● **PROBLEM STATEMENT**:
Look in the material below for the line with "system, e.g. Windows" and the line with "fn spec_rows(request: &EstimateRequest)", then set down exactly those two lines and all lines between, nothing more.

(DATA PROVIDED Opens)

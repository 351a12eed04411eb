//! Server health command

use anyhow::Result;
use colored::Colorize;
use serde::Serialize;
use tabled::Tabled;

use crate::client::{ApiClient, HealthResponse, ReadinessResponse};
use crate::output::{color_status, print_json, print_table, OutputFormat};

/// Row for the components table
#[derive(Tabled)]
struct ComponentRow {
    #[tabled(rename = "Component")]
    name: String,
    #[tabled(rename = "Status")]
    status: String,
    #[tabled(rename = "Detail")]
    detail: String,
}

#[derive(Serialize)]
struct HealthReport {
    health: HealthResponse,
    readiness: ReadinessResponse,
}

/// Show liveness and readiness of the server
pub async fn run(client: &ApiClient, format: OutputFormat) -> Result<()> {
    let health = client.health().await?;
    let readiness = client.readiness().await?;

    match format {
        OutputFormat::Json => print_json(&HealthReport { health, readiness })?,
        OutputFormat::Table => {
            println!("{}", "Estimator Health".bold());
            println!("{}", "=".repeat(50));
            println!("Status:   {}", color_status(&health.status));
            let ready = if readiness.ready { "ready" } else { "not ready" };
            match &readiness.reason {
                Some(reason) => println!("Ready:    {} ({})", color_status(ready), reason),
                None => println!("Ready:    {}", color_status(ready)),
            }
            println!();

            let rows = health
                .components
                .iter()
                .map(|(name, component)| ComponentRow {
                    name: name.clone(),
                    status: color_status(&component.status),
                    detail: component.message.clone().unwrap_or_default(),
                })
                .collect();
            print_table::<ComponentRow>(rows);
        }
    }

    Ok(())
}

(DATA PROVIDED Closes)
(DATA PROVIDED Opens)

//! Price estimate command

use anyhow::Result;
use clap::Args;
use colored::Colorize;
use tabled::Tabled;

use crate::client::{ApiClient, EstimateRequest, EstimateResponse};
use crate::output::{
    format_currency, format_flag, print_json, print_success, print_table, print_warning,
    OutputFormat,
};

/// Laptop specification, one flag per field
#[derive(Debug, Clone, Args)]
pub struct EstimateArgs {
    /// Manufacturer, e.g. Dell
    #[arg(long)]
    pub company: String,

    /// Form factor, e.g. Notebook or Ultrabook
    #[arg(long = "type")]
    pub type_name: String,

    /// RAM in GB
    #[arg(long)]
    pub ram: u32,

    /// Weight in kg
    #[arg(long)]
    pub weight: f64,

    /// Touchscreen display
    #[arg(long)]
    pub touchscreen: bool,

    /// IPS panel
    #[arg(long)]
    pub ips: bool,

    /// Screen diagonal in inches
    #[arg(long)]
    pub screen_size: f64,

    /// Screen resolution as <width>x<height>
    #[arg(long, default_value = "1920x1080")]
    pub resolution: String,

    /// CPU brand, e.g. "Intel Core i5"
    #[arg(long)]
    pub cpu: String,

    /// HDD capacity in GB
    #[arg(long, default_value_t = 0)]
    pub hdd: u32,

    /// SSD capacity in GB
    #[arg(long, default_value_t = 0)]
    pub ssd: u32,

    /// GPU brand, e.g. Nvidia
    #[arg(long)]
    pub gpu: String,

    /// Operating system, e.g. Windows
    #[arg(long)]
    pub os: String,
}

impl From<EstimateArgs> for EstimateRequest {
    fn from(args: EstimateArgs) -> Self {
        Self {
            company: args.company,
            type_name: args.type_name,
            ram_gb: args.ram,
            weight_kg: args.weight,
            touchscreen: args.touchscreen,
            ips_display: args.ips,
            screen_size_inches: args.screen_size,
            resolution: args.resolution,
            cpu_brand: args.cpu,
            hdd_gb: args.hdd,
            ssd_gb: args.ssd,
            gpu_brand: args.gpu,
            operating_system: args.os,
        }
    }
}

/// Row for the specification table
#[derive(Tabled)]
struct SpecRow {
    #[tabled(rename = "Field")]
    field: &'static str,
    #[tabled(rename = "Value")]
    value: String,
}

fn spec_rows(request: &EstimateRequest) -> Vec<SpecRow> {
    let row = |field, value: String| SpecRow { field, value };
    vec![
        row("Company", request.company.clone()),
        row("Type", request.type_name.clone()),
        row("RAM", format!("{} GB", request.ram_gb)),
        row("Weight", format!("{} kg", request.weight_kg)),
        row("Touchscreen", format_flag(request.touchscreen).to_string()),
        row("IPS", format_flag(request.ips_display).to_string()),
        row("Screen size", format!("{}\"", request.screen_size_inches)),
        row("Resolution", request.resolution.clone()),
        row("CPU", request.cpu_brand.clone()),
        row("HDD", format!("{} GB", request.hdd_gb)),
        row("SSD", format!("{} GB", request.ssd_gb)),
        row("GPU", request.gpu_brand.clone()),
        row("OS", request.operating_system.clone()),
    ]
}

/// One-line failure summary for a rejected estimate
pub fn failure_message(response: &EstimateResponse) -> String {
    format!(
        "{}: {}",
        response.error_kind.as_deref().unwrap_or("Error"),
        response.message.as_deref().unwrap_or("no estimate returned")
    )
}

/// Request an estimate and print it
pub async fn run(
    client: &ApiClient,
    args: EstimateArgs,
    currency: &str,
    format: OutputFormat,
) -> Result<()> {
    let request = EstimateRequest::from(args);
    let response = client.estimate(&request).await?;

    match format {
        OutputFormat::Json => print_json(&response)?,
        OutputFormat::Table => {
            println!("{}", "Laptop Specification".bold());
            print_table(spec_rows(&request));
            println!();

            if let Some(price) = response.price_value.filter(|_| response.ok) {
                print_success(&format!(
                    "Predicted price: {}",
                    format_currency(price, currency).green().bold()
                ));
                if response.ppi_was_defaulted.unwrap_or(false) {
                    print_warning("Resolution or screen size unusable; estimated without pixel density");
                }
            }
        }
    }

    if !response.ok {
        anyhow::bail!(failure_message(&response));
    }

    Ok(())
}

(DATA PROVIDED Closes)
(DATA PROVIDED Opens)

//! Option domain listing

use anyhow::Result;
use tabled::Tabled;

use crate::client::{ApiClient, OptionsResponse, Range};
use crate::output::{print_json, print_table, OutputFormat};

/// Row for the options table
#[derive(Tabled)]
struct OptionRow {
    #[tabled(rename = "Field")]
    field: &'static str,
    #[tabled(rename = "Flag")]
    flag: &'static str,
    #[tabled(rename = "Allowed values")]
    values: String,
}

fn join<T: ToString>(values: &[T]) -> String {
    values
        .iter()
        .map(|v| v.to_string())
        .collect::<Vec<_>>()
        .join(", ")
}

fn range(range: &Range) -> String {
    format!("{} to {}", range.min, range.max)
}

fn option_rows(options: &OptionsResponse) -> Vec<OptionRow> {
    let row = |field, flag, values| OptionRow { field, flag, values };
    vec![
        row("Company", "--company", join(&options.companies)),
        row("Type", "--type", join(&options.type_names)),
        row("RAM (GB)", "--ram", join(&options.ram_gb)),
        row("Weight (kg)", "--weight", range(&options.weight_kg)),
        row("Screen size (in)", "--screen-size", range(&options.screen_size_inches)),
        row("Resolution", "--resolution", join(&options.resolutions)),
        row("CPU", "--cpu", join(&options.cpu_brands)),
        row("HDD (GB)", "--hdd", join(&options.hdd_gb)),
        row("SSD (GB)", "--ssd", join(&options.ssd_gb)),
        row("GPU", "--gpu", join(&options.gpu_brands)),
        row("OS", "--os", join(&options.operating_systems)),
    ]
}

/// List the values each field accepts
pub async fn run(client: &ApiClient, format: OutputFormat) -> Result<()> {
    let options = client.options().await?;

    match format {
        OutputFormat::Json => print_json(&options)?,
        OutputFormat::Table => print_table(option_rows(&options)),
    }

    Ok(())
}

(DATA PROVIDED Closes)

● **WORKED SOLUTION**:
    /// Operating system, e.g. Windows
    #[arg(long)]
    pub os: String,
}

impl From<EstimateArgs> for EstimateRequest {
    fn from(args: EstimateArgs) -> Self {
        Self {
            company: args.company,
            type_name: args.type_name,
            ram_gb: args.ram,
            weight_kg: args.weight,
            touchscreen: args.touchscreen,
            ips_display: args.ips,
            screen_size_inches: args.screen_size,
            resolution: args.resolution,
            cpu_brand: args.cpu,
            hdd_gb: args.hdd,
            ssd_gb: args.ssd,
            gpu_brand: args.gpu,
            operating_system: args.os,
        }
    }
}

/// Row for the specification table
#[derive(Tabled)]
struct SpecRow {
    #[tabled(rename = "Field")]
    field: &'static str,
    #[tabled(rename = "Value")]
    value: String,
}

fn spec_rows(request: &EstimateRequest) -> Vec<SpecRow> {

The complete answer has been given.